# [ASSIGNMENT]
Look below for the line holding "impl Mul<Vector4> for" and the line holding "for chunk in". Transcribe exactly those lines and all lines between them, nothing more.

# [INFORMATION GIVEN]
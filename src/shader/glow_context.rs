use glow::HasContext;

use super::{ShaderContext, ShaderStage};

type GlShader = <glow::Context as HasContext>::Shader;
type GlProgram = <glow::Context as HasContext>::Program;

// SAFETY (all blocks below): the caller owns a current GL context on this
// thread and only passes handles created by that same context.
impl ShaderContext for glow::Context {
    type Shader = GlShader;
    type Program = GlProgram;

    fn create_stage(&self, stage: ShaderStage) -> Option<GlShader> {
        let ty = match stage {
            ShaderStage::Vertex => glow::VERTEX_SHADER,
            ShaderStage::Fragment => glow::FRAGMENT_SHADER,
        };

        unsafe { HasContext::create_shader(self, ty) }.ok()
    }

    fn set_source(&self, shader: GlShader, source: &str) {
        unsafe { HasContext::shader_source(self, shader, source) }
    }

    fn compile(&self, shader: GlShader) {
        unsafe { HasContext::compile_shader(self, shader) }
    }

    fn compile_status(&self, shader: GlShader) -> bool {
        unsafe { HasContext::get_shader_compile_status(self, shader) }
    }

    fn stage_info_log(&self, shader: GlShader, _capacity: usize) -> String {
        unsafe { HasContext::get_shader_info_log(self, shader) }
    }

    fn delete_stage(&self, shader: GlShader) {
        unsafe { HasContext::delete_shader(self, shader) }
    }

    fn create_program(&self) -> Option<GlProgram> {
        unsafe { HasContext::create_program(self) }.ok()
    }

    fn attach_stage(&self, program: GlProgram, shader: GlShader) {
        unsafe { HasContext::attach_shader(self, program, shader) }
    }

    fn bind_attribute_location(&self, program: GlProgram, location: u32, name: &str) {
        unsafe { HasContext::bind_attrib_location(self, program, location, name) }
    }

    fn link_program(&self, program: GlProgram) {
        unsafe { HasContext::link_program(self, program) }
    }

    fn link_status(&self, program: GlProgram) -> bool {
        unsafe { HasContext::get_program_link_status(self, program) }
    }

    fn program_info_log(&self, program: GlProgram, _capacity: usize) -> String {
        unsafe { HasContext::get_program_info_log(self, program) }
    }

    fn delete_program(&self, program: GlProgram) {
        unsafe { HasContext::delete_program(self, program) }
    }

    fn attribute_location(&self, program: GlProgram, name: &str) -> Option<u32> {
        unsafe { HasContext::get_attrib_location(self, program, name) }
    }
}
use std::{fmt, ops::Mul};

use bytemuck::{Pod, Zeroable};

use super::{Vector3, Vector4};

/// A 4x4 `f32` matrix stored column-major: `m[column * 4 + row]`.
///
/// This is the layout `glUniformMatrix4fv` expects with `transpose = false`,
/// so [`Matrix4::as_array`] can be uploaded directly.
#[derive(Debug, Clone, Copy, Default, PartialEq, Pod, Zeroable)]
#[repr(C)]
pub struct Matrix4 {
    pub m: [f32; 16],
}

impl Matrix4 {
    pub const IDENTITY: Self = Self {
        m: [
            1.0, 0.0, 0.0, 0.0, //
            0.0, 1.0, 0.0, 0.0, //
            0.0, 0.0, 1.0, 0.0, //
            0.0, 0.0, 0.0, 1.0,
        ],
    };

    /// Creates a matrix with every element set to zero, same as [`Default`].
    pub fn new() -> Self {
        Self { m: [0.0; 16] }
    }

    pub fn identity() -> Self {
        Self::IDENTITY
    }

    pub fn from_array(m: [f32; 16]) -> Self {
        Self { m }
    }

    pub fn as_array(&self) -> &[f32; 16] {
        &self.m
    }

    /// Raw bytes of the matrix, ready for a uniform or buffer upload.
    pub fn as_bytes(&self) -> &[u8] {
        bytemuck::bytes_of(self)
    }

    pub fn get(&self, column: usize, row: usize) -> f32 {
        self.m[column * 4 + row]
    }

    /// Multiplies the raw arrays of `a` and `b` group by group.
    ///
    /// With column-major storage the result applies `a` first and `b`
    /// second, so a view matrix `v` and a projection `p` compose as
    /// `Matrix4::multiply(&v, &p)`. The [`Mul`] operator uses the usual
    /// math order instead: `p * v` is the same matrix.
    pub fn multiply(a: &Self, b: &Self) -> Self {
        let mut out = Self::new();

        for i in 0..4 {
            let r = i * 4;
            for j in 0..4 {
                out.m[r + j] = a.m[r] * b.m[j]
                    + a.m[r + 1] * b.m[j + 4]
                    + a.m[r + 2] * b.m[j + 8]
                    + a.m[r + 3] * b.m[j + 12];
            }
        }

        out
    }

    /// Applies the matrix to a homogeneous vector.
    pub fn transform(&self, v: Vector4) -> Vector4 {
        let m = &self.m;

        Vector4 {
            x: m[0] * v.x + m[4] * v.y + m[8] * v.z + m[12] * v.w,
            y: m[1] * v.x + m[5] * v.y + m[9] * v.z + m[13] * v.w,
            z: m[2] * v.x + m[6] * v.y + m[10] * v.z + m[14] * v.w,
            w: m[3] * v.x + m[7] * v.y + m[11] * v.z + m[15] * v.w,
        }
    }

    /// Transforms a point (`w = 1`) and divides by the resulting `w`
    /// unless it is zero.
    pub fn transform_point(&self, point: Vector3) -> Vector3 {
        let v = self.transform(Vector4::from_point(point));
        if v.w == 0.0 {
            return v.xyz();
        }

        v.xyz() / v.w
    }
}

impl Mul for Matrix4 {
    type Output = Self;

    fn mul(self, rhs: Self) -> Self {
        Self::multiply(&rhs, &self)
    }
}

impl Mul<Vector4> for Matrix4 {
    type Output = Vector4;

    fn mul(self, rhs: Vector4) -> Vector4 {
        self.transform(rhs)
    }
}

// Dumps the raw array four floats per line.
impl fmt::Display for Matrix4 {
    fn fmt(&self, f: &mut fmt::Formatter<'_>) -> fmt::Result {
        for chunk in self.m.chunks_exact(4) {
            writeln!(
                f,
                " {:5.3}, {:5.3}, {:5.3}, {:5.3},",
                chunk[0], chunk[1], chunk[2], chunk[3]
            )?;
        }

        Ok(())
    }
}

# [RESULT FOR THIS EXERCISE]
impl Mul<Vector4> for Matrix4 {
    type Output = Vector4;

    fn mul(self, rhs: Vector4) -> Vector4 {
        self.transform(rhs)
    }
}

// Dumps the raw array four floats per line.
impl fmt::Display for Matrix4 {
    fn fmt(&self, f: &mut fmt::Formatter<'_>) -> fmt::Result {
        for chunk in self.m.chunks_exact(4) {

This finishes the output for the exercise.